Des cordons de CRS barrent les rues, des pelotons de policiers vérifient les allées et venues, des quarterons de membres de la DCRI scrutent les cartes d’identité et fouillent les sacs, seulement rassurés quand ils tombent sur une carte de membre de l’UMP.
Et les commerçants sont tenus de baisser le rideau dans un périmètre grandissant, vie économique littéralement stoppée sans qu’on ne s’interroge une seconde sur le coût d’une telle paralysie, pourtant sans doute comparable à celui d’une petite grève.
La visite présidentielle à Nîmes, décrite notamment sur le blog de Jean-Louis Bianco, restant l’illustration parfaite de cette démesure :
"Plus de 1 000 CRS et gardes mobiles (sans compter l’importante garde rapprochée du président de la République) ont bouclé l’ensemble du centre-ville (interdiction aux voitures, vélos, etc. et même de marcher à pied) de 6h à 14h15 (pour à peine plus d’une heure de venue de Nicolas Sarkozy dans un secteur très restreint du centre-ville).
Toutes les rues (même piétonnes et celles à l’opposé du ’parcours présidentiel’) ont été bouclées par des véhicules anti-émeutes et des policiers qui ressemblaient plutôt à des ’Robocops’.
Les infirmières et autres professionnels à domicile ont été interdits de se rendre chez leurs patients (parfois sérieusement malades) ou clients.
Les commerces ont eu l’obligation de fermer et les professions libérales n’ont pas eu l’autorisation d’accéder à leur bureaux.
Les rares ayant pu accéder à leurs bureaux en centre-ville ne pouvaient plus en sortir, ce jusqu’à une heure après le départ du chef de l’État.
Les riverains ont été cantonnés chez eux et ceux qui voulaient y rentrer n’ont pas pu."
Une constance dans l’ultra-sécurisation qui n’interroge pas seulement le rapport des citoyens avec celui qu’ils ont élu, censé les représenter mais s’avèrant incapable de jouer son rôle tant il ne supporte ni les critiques ni la contestation.
Mais qui questionne surtout les libertés à venir.
Champ des choses autorisées aux protestataires - déjà habitués à ce que l’on empêche de tracter ou de sortir des banderoles et tout autant à être fichés parce qu’ils osent faire connaître leur hostilité au régime - qui ne peut que se réduire comme peau de chagrin.
Tant ces rouages de l’Etat sur lesquels Nicolas Sarkozy fait peser chaque jour la hantise de sa sainte colère et de son ire présidentielle n’ont d’autres choix que de devancer ses désirs, s’ils veulent conserver leur place.
La chose n’est pas nouvelle, qui voit les serviteurs des puissants se plier en quatre pour satisfaire les princes, mais elle est poussée à l’extrême avec le très petit père du peuple.
En une pression hiérarchique qui ne peut qu’être lourde de conséquences.

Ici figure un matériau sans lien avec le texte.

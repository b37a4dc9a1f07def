//! 上行推送：单条上传 / 删除，以及带部分失败汇总的全量推送
//!
//! 每条记录独立写入（至少一次、非原子），成功的写入不会因其他记录失败而回滚。

use std::sync::Arc;

use futures::future::join_all;
use tracing::{debug, info, warn};
use uuid::Uuid;

use crate::codec::{document_id, RecordCodec};
use crate::error::{FleetSyncError, PartialSyncFailure, Result, SyncFailure};
use crate::model::Vehicle;
use crate::remote::{CollectionPath, RemoteStore};

/// sync_all 全部成功时的结果
#[derive(Debug, Clone, Copy, Default, PartialEq, Eq)]
pub struct SyncAllReport {
    pub uploaded: usize,
}

#[derive(Clone)]
pub struct UploadCoordinator {
    remote: Arc<dyn RemoteStore>,
    codec: RecordCodec,
}

impl std::fmt::Debug for UploadCoordinator {
    fn fmt(&self, f: &mut std::fmt::Formatter<'_>) -> std::fmt::Result {
        f.debug_struct("UploadCoordinator").finish_non_exhaustive()
    }
}

impl UploadCoordinator {
    pub fn new(remote: Arc<dyn RemoteStore>, codec: RecordCodec) -> Self {
        Self { remote, codec }
    }

    /// 编码并整体写入，key 为车辆 id
    pub async fn upload_one(&self, path: &CollectionPath, vehicle: &Vehicle) -> Result<()> {
        let key = document_id(vehicle.id);
        let fields = self.codec.encode(vehicle);
        match self.remote.set_document(path, &key, fields).await {
            Ok(()) => {
                debug!("已上传 {}/{}", path, key);
                Ok(())
            }
            Err(source) => {
                warn!("上传 {} ({}) 失败: {}", vehicle.display_name(), key, source);
                Err(FleetSyncError::RemoteWrite {
                    document_id: key,
                    source,
                })
            }
        }
    }

    pub async fn delete_one(&self, path: &CollectionPath, vehicle_id: Uuid) -> Result<()> {
        let key = document_id(vehicle_id);
        match self.remote.delete_document(path, &key).await {
            Ok(()) => {
                debug!("已删除远端 {}/{}", path, key);
                Ok(())
            }
            Err(source) => {
                warn!("删除远端 {} 失败: {}", key, source);
                Err(FleetSyncError::RemoteWrite {
                    document_id: key,
                    source,
                })
            }
        }
    }

    /// 并发上传全部记录；有失败时返回 `PartialSync`，列出每一条失败的记录
    pub async fn sync_all(&self, path: &CollectionPath, vehicles: &[Vehicle]) -> Result<SyncAllReport> {
        let results = join_all(vehicles.iter().map(|v| self.upload_one(path, v))).await;

        let mut failures = Vec::new();
        let mut uploaded = 0;
        for (vehicle, result) in vehicles.iter().zip(results) {
            match result {
                Ok(()) => uploaded += 1,
                Err(e) => failures.push(SyncFailure {
                    vehicle_id: vehicle.id,
                    label: vehicle.display_name(),
                    message: remote_message(&e),
                }),
            }
        }

        if failures.is_empty() {
            info!("全量推送完成: {} 条", uploaded);
            return Ok(SyncAllReport { uploaded });
        }

        let partial = PartialSyncFailure {
            failures,
            succeeded: uploaded,
        };
        warn!(
            "全量推送部分失败: 成功 {}，失败 {}: {}",
            uploaded,
            partial.failures.len(),
            partial.details()
        );
        Err(FleetSyncError::PartialSync(partial))
    }
}

/// 失败明细只保留底层错误文本
fn remote_message(error: &FleetSyncError) -> String {
    match error {
        FleetSyncError::RemoteWrite { source, .. } => source.to_string(),
        other => other.to_string(),
    }
}

#[cfg(test)]
mod tests {
    use super::*;
    use crate::codec::{FieldValue, ServerTimestamp};
    use crate::remote::{MemoryRemoteStore, RemoteError};

    fn setup() -> (UploadCoordinator, MemoryRemoteStore, CollectionPath) {
        let remote = MemoryRemoteStore::new();
        let uploader = UploadCoordinator::new(Arc::new(remote.clone()), RecordCodec::new());
        (uploader, remote, CollectionPath::for_identity("uid-1").unwrap())
    }

    #[tokio::test]
    async fn upload_one_writes_encoded_document() {
        let (uploader, remote, path) = setup();
        let v = Vehicle::new("Tesla", "Model 3", 2021);
        uploader.upload_one(&path, &v).await.unwrap();

        let doc = remote.document(&path, &document_id(v.id)).unwrap();
        assert_eq!(doc["make"], FieldValue::from("Tesla"));
        assert!(doc["createdAt"].as_timestamp().is_some());
        assert_ne!(
            doc["updatedAt"],
            FieldValue::ServerTimestamp(ServerTimestamp::Always)
        );
    }

    #[tokio::test]
    async fn upload_is_idempotent_by_key() {
        let (uploader, remote, path) = setup();
        let mut v = Vehicle::new("Tesla", "Model 3", 2021);
        uploader.upload_one(&path, &v).await.unwrap();
        v.mileage = 99;
        uploader.upload_one(&path, &v).await.unwrap();
        assert_eq!(remote.document_ids(&path).len(), 1);
        let doc = remote.document(&path, &document_id(v.id)).unwrap();
        assert_eq!(doc["mileage"].as_i64(), Some(99));
    }

    #[tokio::test]
    async fn upload_failure_is_returned_to_caller() {
        let (uploader, remote, path) = setup();
        let v = Vehicle::new("Tesla", "Model 3", 2021);
        remote.fail_writes_for(&document_id(v.id), RemoteError::Network("timeout".into()));
        let err = uploader.upload_one(&path, &v).await.unwrap_err();
        match err {
            FleetSyncError::RemoteWrite { document_id: key, source } => {
                assert_eq!(key, document_id(v.id));
                assert_eq!(source, RemoteError::Network("timeout".into()));
            }
            other => panic!("unexpected error: {other:?}"),
        }
    }

    #[tokio::test]
    async fn delete_one_removes_document() {
        let (uploader, remote, path) = setup();
        let v = Vehicle::new("Tesla", "Model 3", 2021);
        uploader.upload_one(&path, &v).await.unwrap();
        uploader.delete_one(&path, v.id).await.unwrap();
        assert!(remote.document_ids(&path).is_empty());
        // 重复删除同样成功
        uploader.delete_one(&path, v.id).await.unwrap();
    }

    #[tokio::test]
    async fn sync_all_names_exactly_the_failed_records() {
        let (uploader, remote, path) = setup();
        let tesla = Vehicle::new("Tesla", "Model 3", 2021);
        let bmw = Vehicle::new("BMW", "M4", 2022);
        let honda = Vehicle::new("Honda", "Civic", 2024);
        remote.fail_writes_for(&document_id(tesla.id), RemoteError::Network("network timeout".into()));
        remote.fail_writes_for(
            &document_id(bmw.id),
            RemoteError::PermissionDenied("missing rule".into()),
        );

        let err = uploader
            .sync_all(&path, &[tesla.clone(), honda.clone(), bmw.clone()])
            .await
            .unwrap_err();
        let partial = err.partial_failure().unwrap();
        assert_eq!(partial.succeeded, 1);
        assert_eq!(partial.failed_ids(), vec![tesla.id, bmw.id]);
        assert_eq!(
            err.to_string(),
            "Some vehicles failed to sync: Tesla Model 3: network error: network timeout; \
             BMW M4: permission denied: missing rule"
        );
        // 成功的记录已提交，不回滚
        assert_eq!(remote.document_ids(&path), vec![document_id(honda.id)]);
    }

    #[tokio::test]
    async fn sync_all_success_and_empty_input() {
        let (uploader, remote, path) = setup();
        assert_eq!(
            uploader.sync_all(&path, &[]).await.unwrap(),
            SyncAllReport { uploaded: 0 }
        );
        let vehicles = vec![
            Vehicle::new("Tesla", "Model 3", 2021),
            Vehicle::new("Honda", "Civic", 2024),
        ];
        let report = uploader.sync_all(&path, &vehicles).await.unwrap();
        assert_eq!(report.uploaded, 2);
        assert_eq!(remote.write_count(), 2);
    }
}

Ainsi que le soulignait Nicolas Comte, secrétaire général du syndicat général de la police Force Ouvrière, au micro de RMC :
« A partir du moment où un directeur départemental de sécurité publique et un préfet se font virer de leur département, on a tendance à renforcer les mesures de sécurité. Souvent, on va mettre le dispositif en place beaucoup plus tôt. Parfois, on ira frapper chez les gens à 6h30 du matin, pour faire déplacer un véhicule. Et puis, on va quelques fois surdimensionner le dispositif, parce que chaque responsable à tous les niveaux de la hiérarchie va vouloir faire du zèle, en se disant ’je vais mobiliser le maximum d’effectif pour être sûr qu’il ne se passe rien’. Et là où on aurait pu faire le travail avec 200 policiers, on en mobilisera 400 ou 600. Or, si ces effectifs sont là, ils ne sont pas ailleurs. »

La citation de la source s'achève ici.